» Task description
The expected result is every line of the records, printed exactly.

Saved entries:
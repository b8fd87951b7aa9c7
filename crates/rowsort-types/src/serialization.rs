//! Binary row codec used for chunk payloads.
//!
//! Layout of one row:
//! - row key: varint length + UTF-8 bytes
//! - cell count: varint
//! - per cell: 1-byte tag followed by the value
//!   - `0` integer: 8 bytes LE
//!   - `1` double: 8 bytes LE
//!   - `2` string: varint length + UTF-8 bytes
//!   - `3` boolean: 1 byte
//!   - `0xFF` missing: no payload
//!
//! Varints are unsigned LEB128 (7 bits per byte, high bit = continuation).

use std::io::{Read, Write};
use std::sync::Arc;

use crate::data_cell::{DataCell, DataType};
use crate::error::{Result, SortError};
use crate::row::{Row, RowKey};

const MISSING_TAG: u8 = 0xFF;

/// Upper bound on a single string or cell count, guards against corrupt input.
const SANITY_LIMIT: u64 = 256 * 1024 * 1024;

// --- Primitives ---

pub fn read_u8(reader: &mut impl Read) -> Result<u8> {
    let mut buf = [0u8; 1];
    reader.read_exact(&mut buf)?;
    Ok(buf[0])
}

pub fn read_u64(reader: &mut impl Read) -> Result<u64> {
    let mut buf = [0u8; 8];
    reader.read_exact(&mut buf)?;
    Ok(u64::from_le_bytes(buf))
}

pub fn write_u64(writer: &mut impl Write, value: u64) -> Result<()> {
    writer.write_all(&value.to_le_bytes())?;
    Ok(())
}

pub fn read_varint(reader: &mut impl Read) -> Result<u64> {
    let mut value = 0u64;
    let mut shift = 0u32;
    loop {
        let byte = read_u8(reader)?;
        if shift >= 64 {
            return Err(SortError::Format("Varint overflows u64".to_string()));
        }
        value |= u64::from(byte & 0x7F) << shift;
        if byte & 0x80 == 0 {
            return Ok(value);
        }
        shift += 7;
    }
}

pub fn write_varint(writer: &mut impl Write, mut value: u64) -> Result<()> {
    let mut buf = [0u8; 10];
    let mut n = 0;
    loop {
        let byte = (value & 0x7F) as u8;
        value >>= 7;
        if value == 0 {
            buf[n] = byte;
            n += 1;
            break;
        }
        buf[n] = byte | 0x80;
        n += 1;
    }
    writer.write_all(&buf[..n])?;
    Ok(())
}

fn read_str(reader: &mut impl Read) -> Result<String> {
    let len = read_varint(reader)?;
    if len > SANITY_LIMIT {
        return Err(SortError::Format(format!(
            "String length {} exceeds sanity limit",
            len
        )));
    }
    let mut buf = vec![0u8; len as usize];
    reader.read_exact(&mut buf)?;
    String::from_utf8(buf).map_err(|e| SortError::Format(format!("Invalid UTF-8: {}", e)))
}

fn write_str(writer: &mut impl Write, s: &str) -> Result<()> {
    write_varint(writer, s.len() as u64)?;
    writer.write_all(s.as_bytes())?;
    Ok(())
}

// --- Cells and rows ---

pub fn write_cell(writer: &mut impl Write, cell: &DataCell) -> Result<()> {
    match cell {
        DataCell::Integer(v) => {
            writer.write_all(&[DataType::Integer as u8])?;
            writer.write_all(&v.to_le_bytes())?;
        }
        DataCell::Double(v) => {
            writer.write_all(&[DataType::Double as u8])?;
            writer.write_all(&v.to_le_bytes())?;
        }
        DataCell::String(v) => {
            writer.write_all(&[DataType::String as u8])?;
            write_str(writer, v)?;
        }
        DataCell::Boolean(v) => {
            writer.write_all(&[DataType::Boolean as u8, u8::from(*v)])?;
        }
        DataCell::Missing => writer.write_all(&[MISSING_TAG])?,
    }
    Ok(())
}

pub fn read_cell(reader: &mut impl Read) -> Result<DataCell> {
    let tag = read_u8(reader)?;
    if tag == MISSING_TAG {
        return Ok(DataCell::Missing);
    }
    match DataType::try_from(tag)? {
        DataType::Integer => Ok(DataCell::Integer(read_u64(reader)? as i64)),
        DataType::Double => Ok(DataCell::Double(f64::from_bits(read_u64(reader)?))),
        DataType::String => Ok(DataCell::String(Arc::from(read_str(reader)?))),
        DataType::Boolean => match read_u8(reader)? {
            0 => Ok(DataCell::Boolean(false)),
            1 => Ok(DataCell::Boolean(true)),
            other => Err(SortError::Format(format!("Invalid boolean byte {}", other))),
        },
    }
}

pub fn write_row(writer: &mut impl Write, row: &Row) -> Result<()> {
    write_str(writer, row.key().as_str())?;
    write_varint(writer, row.num_cells() as u64)?;
    for cell in row.cells() {
        write_cell(writer, cell)?;
    }
    Ok(())
}

pub fn read_row(reader: &mut impl Read) -> Result<Row> {
    let key = RowKey::from(read_str(reader)?);
    let num_cells = read_varint(reader)?;
    if num_cells > SANITY_LIMIT {
        return Err(SortError::Format(format!(
            "Cell count {} exceeds sanity limit",
            num_cells
        )));
    }
    let mut cells = Vec::with_capacity(num_cells as usize);
    for _ in 0..num_cells {
        cells.push(read_cell(reader)?);
    }
    Ok(Row::new(key, cells))
}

» Exercise output
repository b8fd87951b7aa9c7
filename crates/rowsort-types/src/serialization.rs
//! Binary row codec used for chunk payloads.
//!
//! Layout of one row:
//! - row key: varint length + UTF-8 bytes
//! - cell count: varint
//! - per cell: 1-byte tag followed by the value
//!   - `0` integer: 8 bytes LE
//!   - `1` double: 8 bytes LE
//!   - `2` string: varint length + UTF-8 bytes
//!   - `3` boolean: 1 byte
//!   - `0xFF` missing: no payload
//!
//! Varints are unsigned LEB128 (7 bits per byte, high bit = continuation).

use std::io::{Read, Write};
use std::sync::Arc;

use crate::data_cell::{DataCell, DataType};
use crate::error::{Result, SortError};
use crate::row::{Row, RowKey};

const MISSING_TAG: u8 = 0xFF;

/// Upper bound on a single string or cell count, guards against corrupt input.
const SANITY_LIMIT: u64 = 256 * 1024 * 1024;

// --- Primitives ---

pub fn read_u8(reader: &mut impl Read) -> Result<u8> {
    let mut buf = [0u8; 1];
    reader.read_exact(&mut buf)?;
    Ok(buf[0])
}

pub fn read_u64(reader: &mut impl Read) -> Result<u64> {
    let mut buf = [0u8; 8];
    reader.read_exact(&mut buf)?;
    Ok(u64::from_le_bytes(buf))
}

pub fn write_u64(writer: &mut impl Write, value: u64) -> Result<()> {
    writer.write_all(&value.to_le_bytes())?;
    Ok(())
}

pub fn read_varint(reader: &mut impl Read) -> Result<u64> {
    let mut value = 0u64;
    let mut shift = 0u32;
    loop {
        let byte = read_u8(reader)?;
        if shift >= 64 {
            return Err(SortError::Format("Varint overflows u64".to_string()));
        }
        value |= u64::from(byte & 0x7F) << shift;
        if byte & 0x80 == 0 {
            return Ok(value);
        }
        shift += 7;
    }
}

pub fn write_varint(writer: &mut impl Write, mut value: u64) -> Result<()> {
    let mut buf = [0u8; 10];
    let mut n = 0;
    loop {
        let byte = (value & 0x7F) as u8;
        value >>= 7;
        if value == 0 {
            buf[n] = byte;
            n += 1;
            break;
        }
        buf[n] = byte | 0x80;
        n += 1;
    }
    writer.write_all(&buf[..n])?;
    Ok(())
}

fn read_str(reader: &mut impl Read) -> Result<String> {
    let len = read_varint(reader)?;
    if len > SANITY_LIMIT {
        return Err(SortError::Format(format!(
            "String length {} exceeds sanity limit",
            len
        )));
    }
    let mut buf = vec![0u8; len as usize];
    reader.read_exact(&mut buf)?;
    String::from_utf8(buf).map_err(|e| SortError::Format(format!("Invalid UTF-8: {}", e)))
}

fn write_str(writer: &mut impl Write, s: &str) -> Result<()> {
    write_varint(writer, s.len() as u64)?;
    writer.write_all(s.as_bytes())?;
    Ok(())
}

// --- Cells and rows ---

pub fn write_cell(writer: &mut impl Write, cell: &DataCell) -> Result<()> {
    match cell {
        DataCell::Integer(v) => {
            writer.write_all(&[DataType::Integer as u8])?;
            writer.write_all(&v.to_le_bytes())?;
        }
        DataCell::Double(v) => {
            writer.write_all(&[DataType::Double as u8])?;
            writer.write_all(&v.to_le_bytes())?;
        }
        DataCell::String(v) => {
            writer.write_all(&[DataType::String as u8])?;
            write_str(writer, v)?;
        }
        DataCell::Boolean(v) => {
            writer.write_all(&[DataType::Boolean as u8, u8::from(*v)])?;
        }
        DataCell::Missing => writer.write_all(&[MISSING_TAG])?,
    }
    Ok(())
}

pub fn read_cell(reader: &mut impl Read) -> Result<DataCell> {
    let tag = read_u8(reader)?;
    if tag == MISSING_TAG {
        return Ok(DataCell::Missing);
    }
    match DataType::try_from(tag)? {
        DataType::Integer => Ok(DataCell::Integer(read_u64(reader)? as i64)),
        DataType::Double => Ok(DataCell::Double(f64::from_bits(read_u64(reader)?))),
        DataType::String => Ok(DataCell::String(Arc::from(read_str(reader)?))),
        DataType::Boolean => match read_u8(reader)? {
            0 => Ok(DataCell::Boolean(false)),
            1 => Ok(DataCell::Boolean(true)),
            other => Err(SortError::Format(format!("Invalid boolean byte {}", other))),
        },
    }
}

pub fn write_row(writer: &mut impl Write, row: &Row) -> Result<()> {
    write_str(writer, row.key().as_str())?;
    write_varint(writer, row.num_cells() as u64)?;
    for cell in row.cells() {
        write_cell(writer, cell)?;
    }
    Ok(())
}

pub fn read_row(reader: &mut impl Read) -> Result<Row> {
    let key = RowKey::from(read_str(reader)?);
    let num_cells = read_varint(reader)?;
    if num_cells > SANITY_LIMIT {
        return Err(SortError::Format(format!(
            "Cell count {} exceeds sanity limit",
            num_cells
        )));
    }
    let mut cells = Vec::with_capacity(num_cells as usize);
    for _ in 0..num_cells {
        cells.push(read_cell(reader)?);
    }
    Ok(Row::new(key, cells))
}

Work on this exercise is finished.